**Items listed in a dataset**

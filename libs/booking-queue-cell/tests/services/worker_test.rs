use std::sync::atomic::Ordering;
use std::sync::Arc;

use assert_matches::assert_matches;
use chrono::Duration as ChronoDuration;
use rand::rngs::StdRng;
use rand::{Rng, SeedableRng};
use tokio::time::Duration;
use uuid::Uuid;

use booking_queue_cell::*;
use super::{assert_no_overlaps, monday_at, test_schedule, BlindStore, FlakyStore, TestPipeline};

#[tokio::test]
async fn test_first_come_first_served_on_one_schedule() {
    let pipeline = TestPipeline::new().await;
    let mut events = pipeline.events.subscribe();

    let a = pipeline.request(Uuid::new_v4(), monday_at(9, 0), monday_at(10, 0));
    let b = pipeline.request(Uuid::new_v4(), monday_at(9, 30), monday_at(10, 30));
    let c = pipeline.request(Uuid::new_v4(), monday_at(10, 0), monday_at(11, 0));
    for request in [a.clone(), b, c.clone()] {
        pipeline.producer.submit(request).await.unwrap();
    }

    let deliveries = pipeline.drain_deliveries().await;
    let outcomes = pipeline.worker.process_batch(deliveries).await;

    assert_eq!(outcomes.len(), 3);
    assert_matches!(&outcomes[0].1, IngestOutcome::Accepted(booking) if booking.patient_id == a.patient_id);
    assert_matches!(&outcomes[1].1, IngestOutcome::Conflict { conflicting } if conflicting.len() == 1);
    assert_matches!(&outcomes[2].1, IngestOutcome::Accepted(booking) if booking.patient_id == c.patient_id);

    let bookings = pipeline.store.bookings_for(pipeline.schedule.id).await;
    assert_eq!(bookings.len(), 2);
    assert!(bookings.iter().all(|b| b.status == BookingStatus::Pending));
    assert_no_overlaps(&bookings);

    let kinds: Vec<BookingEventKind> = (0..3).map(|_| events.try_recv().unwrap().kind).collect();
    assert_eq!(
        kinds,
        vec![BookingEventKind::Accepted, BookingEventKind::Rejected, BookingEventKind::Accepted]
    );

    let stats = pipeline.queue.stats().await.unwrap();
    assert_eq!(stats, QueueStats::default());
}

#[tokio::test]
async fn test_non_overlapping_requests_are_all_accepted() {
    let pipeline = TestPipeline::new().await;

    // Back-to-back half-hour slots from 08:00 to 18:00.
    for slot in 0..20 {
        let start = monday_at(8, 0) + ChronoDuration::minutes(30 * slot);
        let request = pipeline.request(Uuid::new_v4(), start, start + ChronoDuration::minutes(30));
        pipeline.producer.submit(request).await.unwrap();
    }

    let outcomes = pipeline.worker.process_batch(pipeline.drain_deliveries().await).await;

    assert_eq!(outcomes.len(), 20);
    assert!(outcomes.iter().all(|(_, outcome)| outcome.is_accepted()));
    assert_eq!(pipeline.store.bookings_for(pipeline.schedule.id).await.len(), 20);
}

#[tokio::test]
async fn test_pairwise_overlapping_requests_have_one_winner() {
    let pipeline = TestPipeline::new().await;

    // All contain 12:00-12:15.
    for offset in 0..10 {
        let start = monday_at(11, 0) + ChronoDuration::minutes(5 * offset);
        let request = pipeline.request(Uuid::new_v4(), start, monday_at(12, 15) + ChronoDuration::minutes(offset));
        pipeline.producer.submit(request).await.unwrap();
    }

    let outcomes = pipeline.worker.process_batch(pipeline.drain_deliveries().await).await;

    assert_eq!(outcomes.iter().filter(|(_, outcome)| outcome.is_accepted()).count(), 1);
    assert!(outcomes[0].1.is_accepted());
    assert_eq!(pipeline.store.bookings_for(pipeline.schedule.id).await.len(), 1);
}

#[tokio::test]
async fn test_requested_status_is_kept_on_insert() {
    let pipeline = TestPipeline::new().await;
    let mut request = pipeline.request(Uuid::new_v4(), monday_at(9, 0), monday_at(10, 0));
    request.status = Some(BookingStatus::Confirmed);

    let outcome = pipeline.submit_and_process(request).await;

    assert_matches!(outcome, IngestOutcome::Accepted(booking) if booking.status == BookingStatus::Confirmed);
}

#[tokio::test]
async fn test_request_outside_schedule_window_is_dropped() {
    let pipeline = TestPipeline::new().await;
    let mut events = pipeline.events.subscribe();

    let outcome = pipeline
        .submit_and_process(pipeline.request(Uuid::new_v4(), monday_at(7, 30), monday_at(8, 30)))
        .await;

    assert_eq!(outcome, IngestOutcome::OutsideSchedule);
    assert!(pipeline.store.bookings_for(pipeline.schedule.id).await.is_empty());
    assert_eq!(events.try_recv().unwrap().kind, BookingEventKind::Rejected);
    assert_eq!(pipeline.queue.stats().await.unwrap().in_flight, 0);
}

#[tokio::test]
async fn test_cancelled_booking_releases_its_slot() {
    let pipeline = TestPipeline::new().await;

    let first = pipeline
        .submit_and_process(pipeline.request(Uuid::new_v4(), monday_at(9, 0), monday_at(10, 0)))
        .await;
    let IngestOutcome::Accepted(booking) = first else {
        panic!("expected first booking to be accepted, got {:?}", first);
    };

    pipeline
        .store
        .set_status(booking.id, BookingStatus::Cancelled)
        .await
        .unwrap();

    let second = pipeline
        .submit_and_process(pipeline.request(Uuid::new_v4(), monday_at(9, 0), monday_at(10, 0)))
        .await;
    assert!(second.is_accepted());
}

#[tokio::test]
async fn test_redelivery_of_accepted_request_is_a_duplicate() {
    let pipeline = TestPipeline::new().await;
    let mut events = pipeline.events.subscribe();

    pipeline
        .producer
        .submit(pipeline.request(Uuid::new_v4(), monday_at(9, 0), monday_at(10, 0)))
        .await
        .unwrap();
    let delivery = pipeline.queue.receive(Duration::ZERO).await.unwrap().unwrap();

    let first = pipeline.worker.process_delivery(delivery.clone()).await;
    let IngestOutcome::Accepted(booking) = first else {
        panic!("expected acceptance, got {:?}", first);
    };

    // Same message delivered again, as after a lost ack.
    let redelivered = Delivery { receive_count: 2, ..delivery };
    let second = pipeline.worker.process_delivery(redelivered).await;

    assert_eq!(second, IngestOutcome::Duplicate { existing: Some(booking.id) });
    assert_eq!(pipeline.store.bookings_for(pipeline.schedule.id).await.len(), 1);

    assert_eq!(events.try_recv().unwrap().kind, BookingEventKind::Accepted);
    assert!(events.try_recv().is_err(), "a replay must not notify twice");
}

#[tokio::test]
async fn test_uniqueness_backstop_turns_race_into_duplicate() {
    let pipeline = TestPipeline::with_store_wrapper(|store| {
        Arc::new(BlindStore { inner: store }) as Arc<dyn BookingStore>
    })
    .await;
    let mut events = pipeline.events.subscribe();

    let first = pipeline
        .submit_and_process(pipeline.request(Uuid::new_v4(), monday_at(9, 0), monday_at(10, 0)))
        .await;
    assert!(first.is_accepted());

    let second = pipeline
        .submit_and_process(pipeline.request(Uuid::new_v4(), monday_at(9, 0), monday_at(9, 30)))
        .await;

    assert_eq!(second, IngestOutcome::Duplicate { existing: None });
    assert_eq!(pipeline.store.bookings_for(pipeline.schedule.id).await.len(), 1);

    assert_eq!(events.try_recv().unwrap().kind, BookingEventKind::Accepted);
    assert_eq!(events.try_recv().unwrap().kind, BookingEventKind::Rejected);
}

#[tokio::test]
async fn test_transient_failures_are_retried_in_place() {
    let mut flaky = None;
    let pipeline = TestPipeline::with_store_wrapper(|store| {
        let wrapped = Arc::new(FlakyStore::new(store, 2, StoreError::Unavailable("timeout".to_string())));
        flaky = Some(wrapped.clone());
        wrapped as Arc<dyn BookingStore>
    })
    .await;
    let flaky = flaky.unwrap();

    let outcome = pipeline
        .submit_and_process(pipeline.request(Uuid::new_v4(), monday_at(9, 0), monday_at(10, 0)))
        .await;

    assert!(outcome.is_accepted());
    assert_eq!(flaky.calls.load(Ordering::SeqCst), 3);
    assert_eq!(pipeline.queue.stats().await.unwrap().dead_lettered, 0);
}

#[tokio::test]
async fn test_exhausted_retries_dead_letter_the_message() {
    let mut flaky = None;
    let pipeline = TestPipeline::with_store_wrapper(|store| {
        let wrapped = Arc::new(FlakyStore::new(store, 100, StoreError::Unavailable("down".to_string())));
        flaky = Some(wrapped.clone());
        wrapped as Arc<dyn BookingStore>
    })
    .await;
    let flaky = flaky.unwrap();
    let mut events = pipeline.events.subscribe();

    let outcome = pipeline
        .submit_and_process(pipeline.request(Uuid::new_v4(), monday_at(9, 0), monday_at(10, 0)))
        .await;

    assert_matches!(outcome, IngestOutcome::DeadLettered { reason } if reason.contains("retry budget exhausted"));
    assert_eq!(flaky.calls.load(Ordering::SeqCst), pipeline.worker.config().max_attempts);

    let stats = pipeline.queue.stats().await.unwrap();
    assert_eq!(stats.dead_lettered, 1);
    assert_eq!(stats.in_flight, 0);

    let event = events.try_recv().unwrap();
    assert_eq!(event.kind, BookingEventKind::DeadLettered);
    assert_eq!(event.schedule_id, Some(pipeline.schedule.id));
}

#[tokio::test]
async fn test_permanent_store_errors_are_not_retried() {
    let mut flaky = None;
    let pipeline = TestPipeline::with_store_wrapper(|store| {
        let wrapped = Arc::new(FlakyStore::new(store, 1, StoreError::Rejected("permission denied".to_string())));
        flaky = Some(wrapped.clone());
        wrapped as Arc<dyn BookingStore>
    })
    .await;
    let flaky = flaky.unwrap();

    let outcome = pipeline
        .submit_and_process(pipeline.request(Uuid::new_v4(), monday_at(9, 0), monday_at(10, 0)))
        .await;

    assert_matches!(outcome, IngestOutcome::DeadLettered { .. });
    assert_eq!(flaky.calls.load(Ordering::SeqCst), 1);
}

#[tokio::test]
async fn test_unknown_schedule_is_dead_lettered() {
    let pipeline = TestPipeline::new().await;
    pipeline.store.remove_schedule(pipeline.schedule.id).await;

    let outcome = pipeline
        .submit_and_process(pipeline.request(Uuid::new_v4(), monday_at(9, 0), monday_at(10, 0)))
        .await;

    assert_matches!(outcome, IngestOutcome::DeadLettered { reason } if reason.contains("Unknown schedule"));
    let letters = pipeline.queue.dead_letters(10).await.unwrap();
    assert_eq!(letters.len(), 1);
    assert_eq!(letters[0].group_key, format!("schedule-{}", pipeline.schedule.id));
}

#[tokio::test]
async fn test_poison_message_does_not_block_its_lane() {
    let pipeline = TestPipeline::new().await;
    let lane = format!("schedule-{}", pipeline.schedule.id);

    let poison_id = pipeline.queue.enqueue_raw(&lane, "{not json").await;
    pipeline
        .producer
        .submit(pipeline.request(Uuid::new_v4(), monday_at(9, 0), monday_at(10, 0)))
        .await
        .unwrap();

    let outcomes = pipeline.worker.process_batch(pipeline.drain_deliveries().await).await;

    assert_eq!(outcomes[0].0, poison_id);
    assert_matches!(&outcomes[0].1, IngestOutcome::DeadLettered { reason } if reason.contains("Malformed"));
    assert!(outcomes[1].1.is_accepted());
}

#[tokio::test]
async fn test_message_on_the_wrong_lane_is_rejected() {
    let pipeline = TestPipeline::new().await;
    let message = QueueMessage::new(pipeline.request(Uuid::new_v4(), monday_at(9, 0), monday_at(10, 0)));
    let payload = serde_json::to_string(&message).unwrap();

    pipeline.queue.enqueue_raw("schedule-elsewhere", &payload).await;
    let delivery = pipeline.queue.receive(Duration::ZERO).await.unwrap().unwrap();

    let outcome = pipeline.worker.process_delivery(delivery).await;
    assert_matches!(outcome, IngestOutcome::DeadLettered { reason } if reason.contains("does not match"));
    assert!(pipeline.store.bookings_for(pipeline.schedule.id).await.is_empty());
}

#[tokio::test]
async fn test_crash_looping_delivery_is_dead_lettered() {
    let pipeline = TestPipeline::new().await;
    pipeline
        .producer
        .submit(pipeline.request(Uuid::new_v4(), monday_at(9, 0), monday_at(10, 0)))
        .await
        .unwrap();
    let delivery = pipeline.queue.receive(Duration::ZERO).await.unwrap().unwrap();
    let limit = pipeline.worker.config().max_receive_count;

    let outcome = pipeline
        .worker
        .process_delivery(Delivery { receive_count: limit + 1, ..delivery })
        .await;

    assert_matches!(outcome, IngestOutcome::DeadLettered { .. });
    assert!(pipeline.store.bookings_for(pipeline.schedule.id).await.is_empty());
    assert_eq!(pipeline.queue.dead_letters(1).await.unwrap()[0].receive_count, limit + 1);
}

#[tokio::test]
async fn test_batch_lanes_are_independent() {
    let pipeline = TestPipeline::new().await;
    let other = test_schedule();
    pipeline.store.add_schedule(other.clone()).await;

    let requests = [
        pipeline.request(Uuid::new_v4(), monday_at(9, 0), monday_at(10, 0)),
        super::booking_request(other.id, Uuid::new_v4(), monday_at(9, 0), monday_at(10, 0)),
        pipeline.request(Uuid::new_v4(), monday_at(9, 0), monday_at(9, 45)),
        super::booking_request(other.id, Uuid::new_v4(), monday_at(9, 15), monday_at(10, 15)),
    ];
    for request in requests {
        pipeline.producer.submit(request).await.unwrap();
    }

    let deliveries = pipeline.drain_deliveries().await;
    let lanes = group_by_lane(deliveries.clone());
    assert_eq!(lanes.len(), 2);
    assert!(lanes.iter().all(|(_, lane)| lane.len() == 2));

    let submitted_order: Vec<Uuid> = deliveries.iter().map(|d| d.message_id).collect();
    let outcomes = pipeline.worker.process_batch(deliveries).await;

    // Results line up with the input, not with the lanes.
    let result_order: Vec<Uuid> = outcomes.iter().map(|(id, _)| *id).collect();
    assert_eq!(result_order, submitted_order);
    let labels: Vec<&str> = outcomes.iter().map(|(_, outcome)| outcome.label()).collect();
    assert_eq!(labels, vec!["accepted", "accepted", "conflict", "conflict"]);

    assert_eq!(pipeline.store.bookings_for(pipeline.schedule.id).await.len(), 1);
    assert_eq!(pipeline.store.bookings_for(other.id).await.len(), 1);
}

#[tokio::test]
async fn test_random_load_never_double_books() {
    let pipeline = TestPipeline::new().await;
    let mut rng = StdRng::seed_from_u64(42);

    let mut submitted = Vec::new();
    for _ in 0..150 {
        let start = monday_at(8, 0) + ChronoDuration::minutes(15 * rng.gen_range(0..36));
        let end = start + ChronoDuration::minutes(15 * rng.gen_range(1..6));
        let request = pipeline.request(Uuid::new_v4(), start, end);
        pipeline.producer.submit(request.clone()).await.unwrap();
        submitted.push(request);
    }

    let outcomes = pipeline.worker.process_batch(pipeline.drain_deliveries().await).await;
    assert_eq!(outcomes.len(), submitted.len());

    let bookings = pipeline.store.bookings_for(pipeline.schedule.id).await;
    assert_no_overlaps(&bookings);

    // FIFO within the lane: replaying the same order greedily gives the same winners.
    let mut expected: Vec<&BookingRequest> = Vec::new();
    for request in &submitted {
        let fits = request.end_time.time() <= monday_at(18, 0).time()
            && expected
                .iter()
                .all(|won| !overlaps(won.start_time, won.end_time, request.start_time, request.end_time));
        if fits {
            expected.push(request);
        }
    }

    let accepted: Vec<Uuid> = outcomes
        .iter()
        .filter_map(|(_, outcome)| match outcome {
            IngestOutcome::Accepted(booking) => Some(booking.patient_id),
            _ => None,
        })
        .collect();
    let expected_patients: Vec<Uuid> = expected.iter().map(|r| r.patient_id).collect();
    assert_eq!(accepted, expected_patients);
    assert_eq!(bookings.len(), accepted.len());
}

**Problem to work on**
Please give an exact copy of the lines above, beginning with the line containing "let request = pipeline.request(Uuid::new_v4(), start, end);" and running through the line containing "assert_eq!(outcomes.len(), submitted.len());", and of no other lines.

**Solution for this exercise**
        let request = pipeline.request(Uuid::new_v4(), start, end);
        pipeline.producer.submit(request.clone()).await.unwrap();
        submitted.push(request);
    }

    let outcomes = pipeline.worker.process_batch(pipeline.drain_deliveries().await).await;
    assert_eq!(outcomes.len(), submitted.len());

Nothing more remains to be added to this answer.